**REQUIRED WORK**
Nothing other than an exact copy of the records should be returned.

**SUPPLIED DATA**
★ ★ ★

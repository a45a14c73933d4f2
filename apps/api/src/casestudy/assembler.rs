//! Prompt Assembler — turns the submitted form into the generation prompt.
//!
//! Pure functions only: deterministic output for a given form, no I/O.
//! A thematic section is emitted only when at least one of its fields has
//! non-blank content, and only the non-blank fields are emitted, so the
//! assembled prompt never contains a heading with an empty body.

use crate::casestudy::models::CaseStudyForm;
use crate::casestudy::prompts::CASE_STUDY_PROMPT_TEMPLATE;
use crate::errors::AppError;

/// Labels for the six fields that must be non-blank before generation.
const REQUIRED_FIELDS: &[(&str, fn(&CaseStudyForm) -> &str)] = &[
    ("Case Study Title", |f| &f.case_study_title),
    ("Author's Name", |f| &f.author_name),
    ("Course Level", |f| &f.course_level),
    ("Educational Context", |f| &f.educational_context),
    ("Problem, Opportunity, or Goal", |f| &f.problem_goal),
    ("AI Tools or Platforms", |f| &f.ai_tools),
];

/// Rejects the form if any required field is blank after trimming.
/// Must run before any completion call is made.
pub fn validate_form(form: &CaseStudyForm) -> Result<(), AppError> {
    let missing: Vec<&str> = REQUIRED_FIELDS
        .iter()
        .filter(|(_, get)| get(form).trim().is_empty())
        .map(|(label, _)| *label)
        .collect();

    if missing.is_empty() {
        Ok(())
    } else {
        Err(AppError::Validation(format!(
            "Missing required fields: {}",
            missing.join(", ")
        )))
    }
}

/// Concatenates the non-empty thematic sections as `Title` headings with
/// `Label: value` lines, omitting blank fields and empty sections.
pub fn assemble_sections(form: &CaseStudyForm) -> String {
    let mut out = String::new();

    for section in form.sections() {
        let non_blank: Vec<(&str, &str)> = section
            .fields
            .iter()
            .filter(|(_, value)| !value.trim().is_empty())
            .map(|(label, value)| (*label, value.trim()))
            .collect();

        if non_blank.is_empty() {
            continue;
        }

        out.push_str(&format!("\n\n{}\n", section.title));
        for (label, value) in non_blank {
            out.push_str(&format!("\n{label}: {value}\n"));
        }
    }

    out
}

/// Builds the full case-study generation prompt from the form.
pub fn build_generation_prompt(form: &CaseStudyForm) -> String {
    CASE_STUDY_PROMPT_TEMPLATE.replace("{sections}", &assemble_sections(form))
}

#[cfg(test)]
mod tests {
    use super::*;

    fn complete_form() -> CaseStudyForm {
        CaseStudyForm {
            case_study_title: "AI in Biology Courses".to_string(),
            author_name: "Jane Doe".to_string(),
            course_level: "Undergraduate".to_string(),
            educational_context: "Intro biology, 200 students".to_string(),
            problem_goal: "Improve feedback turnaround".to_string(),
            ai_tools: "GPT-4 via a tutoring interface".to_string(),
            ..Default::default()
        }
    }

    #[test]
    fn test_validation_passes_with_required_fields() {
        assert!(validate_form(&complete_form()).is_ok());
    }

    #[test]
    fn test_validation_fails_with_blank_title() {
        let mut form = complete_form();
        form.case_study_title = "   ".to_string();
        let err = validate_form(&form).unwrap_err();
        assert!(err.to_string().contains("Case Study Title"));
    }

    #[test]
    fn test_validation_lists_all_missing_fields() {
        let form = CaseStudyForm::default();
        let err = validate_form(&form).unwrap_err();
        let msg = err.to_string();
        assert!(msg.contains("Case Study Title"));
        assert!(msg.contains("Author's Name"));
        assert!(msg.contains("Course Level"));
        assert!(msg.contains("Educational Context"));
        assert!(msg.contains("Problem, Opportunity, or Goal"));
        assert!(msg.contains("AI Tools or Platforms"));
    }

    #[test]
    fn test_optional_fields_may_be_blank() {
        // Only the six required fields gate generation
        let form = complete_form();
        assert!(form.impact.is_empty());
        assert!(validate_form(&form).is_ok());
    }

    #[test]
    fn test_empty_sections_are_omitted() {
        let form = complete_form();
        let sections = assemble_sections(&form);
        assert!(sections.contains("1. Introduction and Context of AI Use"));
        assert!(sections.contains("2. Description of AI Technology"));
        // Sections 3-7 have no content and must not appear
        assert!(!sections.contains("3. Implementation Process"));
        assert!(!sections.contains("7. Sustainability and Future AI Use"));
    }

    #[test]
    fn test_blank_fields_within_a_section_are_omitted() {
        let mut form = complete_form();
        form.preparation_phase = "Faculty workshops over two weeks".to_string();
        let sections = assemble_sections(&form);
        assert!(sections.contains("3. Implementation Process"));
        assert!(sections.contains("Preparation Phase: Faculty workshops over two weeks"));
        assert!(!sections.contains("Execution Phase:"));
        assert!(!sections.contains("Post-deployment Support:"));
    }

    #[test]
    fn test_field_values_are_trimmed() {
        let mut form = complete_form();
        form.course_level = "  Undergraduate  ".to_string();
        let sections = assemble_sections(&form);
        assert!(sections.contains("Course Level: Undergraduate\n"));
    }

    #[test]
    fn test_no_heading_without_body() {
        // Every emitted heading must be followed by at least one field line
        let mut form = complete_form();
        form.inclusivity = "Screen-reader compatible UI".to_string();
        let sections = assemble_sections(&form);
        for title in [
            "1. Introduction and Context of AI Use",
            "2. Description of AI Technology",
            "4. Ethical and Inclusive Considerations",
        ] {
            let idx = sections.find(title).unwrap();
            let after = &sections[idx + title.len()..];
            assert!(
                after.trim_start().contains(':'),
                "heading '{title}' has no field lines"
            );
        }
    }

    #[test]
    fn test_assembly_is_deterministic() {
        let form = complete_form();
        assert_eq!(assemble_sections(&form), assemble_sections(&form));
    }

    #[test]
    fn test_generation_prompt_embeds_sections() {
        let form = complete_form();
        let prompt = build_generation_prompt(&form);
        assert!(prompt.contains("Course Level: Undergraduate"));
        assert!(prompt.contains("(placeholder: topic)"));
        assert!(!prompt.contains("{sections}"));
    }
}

★ ★ ★

**TASK RESULT**
repository a45a14c73933d4f2
filename apps/api/src/casestudy/assembler.rs
//! Prompt Assembler — turns the submitted form into the generation prompt.
//!
//! Pure functions only: deterministic output for a given form, no I/O.
//! A thematic section is emitted only when at least one of its fields has
//! non-blank content, and only the non-blank fields are emitted, so the
//! assembled prompt never contains a heading with an empty body.

use crate::casestudy::models::CaseStudyForm;
use crate::casestudy::prompts::CASE_STUDY_PROMPT_TEMPLATE;
use crate::errors::AppError;

/// Labels for the six fields that must be non-blank before generation.
const REQUIRED_FIELDS: &[(&str, fn(&CaseStudyForm) -> &str)] = &[
    ("Case Study Title", |f| &f.case_study_title),
    ("Author's Name", |f| &f.author_name),
    ("Course Level", |f| &f.course_level),
    ("Educational Context", |f| &f.educational_context),
    ("Problem, Opportunity, or Goal", |f| &f.problem_goal),
    ("AI Tools or Platforms", |f| &f.ai_tools),
];

/// Rejects the form if any required field is blank after trimming.
/// Must run before any completion call is made.
pub fn validate_form(form: &CaseStudyForm) -> Result<(), AppError> {
    let missing: Vec<&str> = REQUIRED_FIELDS
        .iter()
        .filter(|(_, get)| get(form).trim().is_empty())
        .map(|(label, _)| *label)
        .collect();

    if missing.is_empty() {
        Ok(())
    } else {
        Err(AppError::Validation(format!(
            "Missing required fields: {}",
            missing.join(", ")
        )))
    }
}

/// Concatenates the non-empty thematic sections as `Title` headings with
/// `Label: value` lines, omitting blank fields and empty sections.
pub fn assemble_sections(form: &CaseStudyForm) -> String {
    let mut out = String::new();

    for section in form.sections() {
        let non_blank: Vec<(&str, &str)> = section
            .fields
            .iter()
            .filter(|(_, value)| !value.trim().is_empty())
            .map(|(label, value)| (*label, value.trim()))
            .collect();

        if non_blank.is_empty() {
            continue;
        }

        out.push_str(&format!("\n\n{}\n", section.title));
        for (label, value) in non_blank {
            out.push_str(&format!("\n{label}: {value}\n"));
        }
    }

    out
}

/// Builds the full case-study generation prompt from the form.
pub fn build_generation_prompt(form: &CaseStudyForm) -> String {
    CASE_STUDY_PROMPT_TEMPLATE.replace("{sections}", &assemble_sections(form))
}

#[cfg(test)]
mod tests {
    use super::*;

    fn complete_form() -> CaseStudyForm {
        CaseStudyForm {
            case_study_title: "AI in Biology Courses".to_string(),
            author_name: "Jane Doe".to_string(),
            course_level: "Undergraduate".to_string(),
            educational_context: "Intro biology, 200 students".to_string(),
            problem_goal: "Improve feedback turnaround".to_string(),
            ai_tools: "GPT-4 via a tutoring interface".to_string(),
            ..Default::default()
        }
    }

    #[test]
    fn test_validation_passes_with_required_fields() {
        assert!(validate_form(&complete_form()).is_ok());
    }

    #[test]
    fn test_validation_fails_with_blank_title() {
        let mut form = complete_form();
        form.case_study_title = "   ".to_string();
        let err = validate_form(&form).unwrap_err();
        assert!(err.to_string().contains("Case Study Title"));
    }

    #[test]
    fn test_validation_lists_all_missing_fields() {
        let form = CaseStudyForm::default();
        let err = validate_form(&form).unwrap_err();
        let msg = err.to_string();
        assert!(msg.contains("Case Study Title"));
        assert!(msg.contains("Author's Name"));
        assert!(msg.contains("Course Level"));
        assert!(msg.contains("Educational Context"));
        assert!(msg.contains("Problem, Opportunity, or Goal"));
        assert!(msg.contains("AI Tools or Platforms"));
    }

    #[test]
    fn test_optional_fields_may_be_blank() {
        // Only the six required fields gate generation
        let form = complete_form();
        assert!(form.impact.is_empty());
        assert!(validate_form(&form).is_ok());
    }

    #[test]
    fn test_empty_sections_are_omitted() {
        let form = complete_form();
        let sections = assemble_sections(&form);
        assert!(sections.contains("1. Introduction and Context of AI Use"));
        assert!(sections.contains("2. Description of AI Technology"));
        // Sections 3-7 have no content and must not appear
        assert!(!sections.contains("3. Implementation Process"));
        assert!(!sections.contains("7. Sustainability and Future AI Use"));
    }

    #[test]
    fn test_blank_fields_within_a_section_are_omitted() {
        let mut form = complete_form();
        form.preparation_phase = "Faculty workshops over two weeks".to_string();
        let sections = assemble_sections(&form);
        assert!(sections.contains("3. Implementation Process"));
        assert!(sections.contains("Preparation Phase: Faculty workshops over two weeks"));
        assert!(!sections.contains("Execution Phase:"));
        assert!(!sections.contains("Post-deployment Support:"));
    }

    #[test]
    fn test_field_values_are_trimmed() {
        let mut form = complete_form();
        form.course_level = "  Undergraduate  ".to_string();
        let sections = assemble_sections(&form);
        assert!(sections.contains("Course Level: Undergraduate\n"));
    }

    #[test]
    fn test_no_heading_without_body() {
        // Every emitted heading must be followed by at least one field line
        let mut form = complete_form();
        form.inclusivity = "Screen-reader compatible UI".to_string();
        let sections = assemble_sections(&form);
        for title in [
            "1. Introduction and Context of AI Use",
            "2. Description of AI Technology",
            "4. Ethical and Inclusive Considerations",
        ] {
            let idx = sections.find(title).unwrap();
            let after = &sections[idx + title.len()..];
            assert!(
                after.trim_start().contains(':'),
                "heading '{title}' has no field lines"
            );
        }
    }

    #[test]
    fn test_assembly_is_deterministic() {
        let form = complete_form();
        assert_eq!(assemble_sections(&form), assemble_sections(&form));
    }

    #[test]
    fn test_generation_prompt_embeds_sections() {
        let form = complete_form();
        let prompt = build_generation_prompt(&form);
        assert!(prompt.contains("Course Level: Undergraduate"));
        assert!(prompt.contains("(placeholder: topic)"));
        assert!(!prompt.contains("{sections}"));
    }
}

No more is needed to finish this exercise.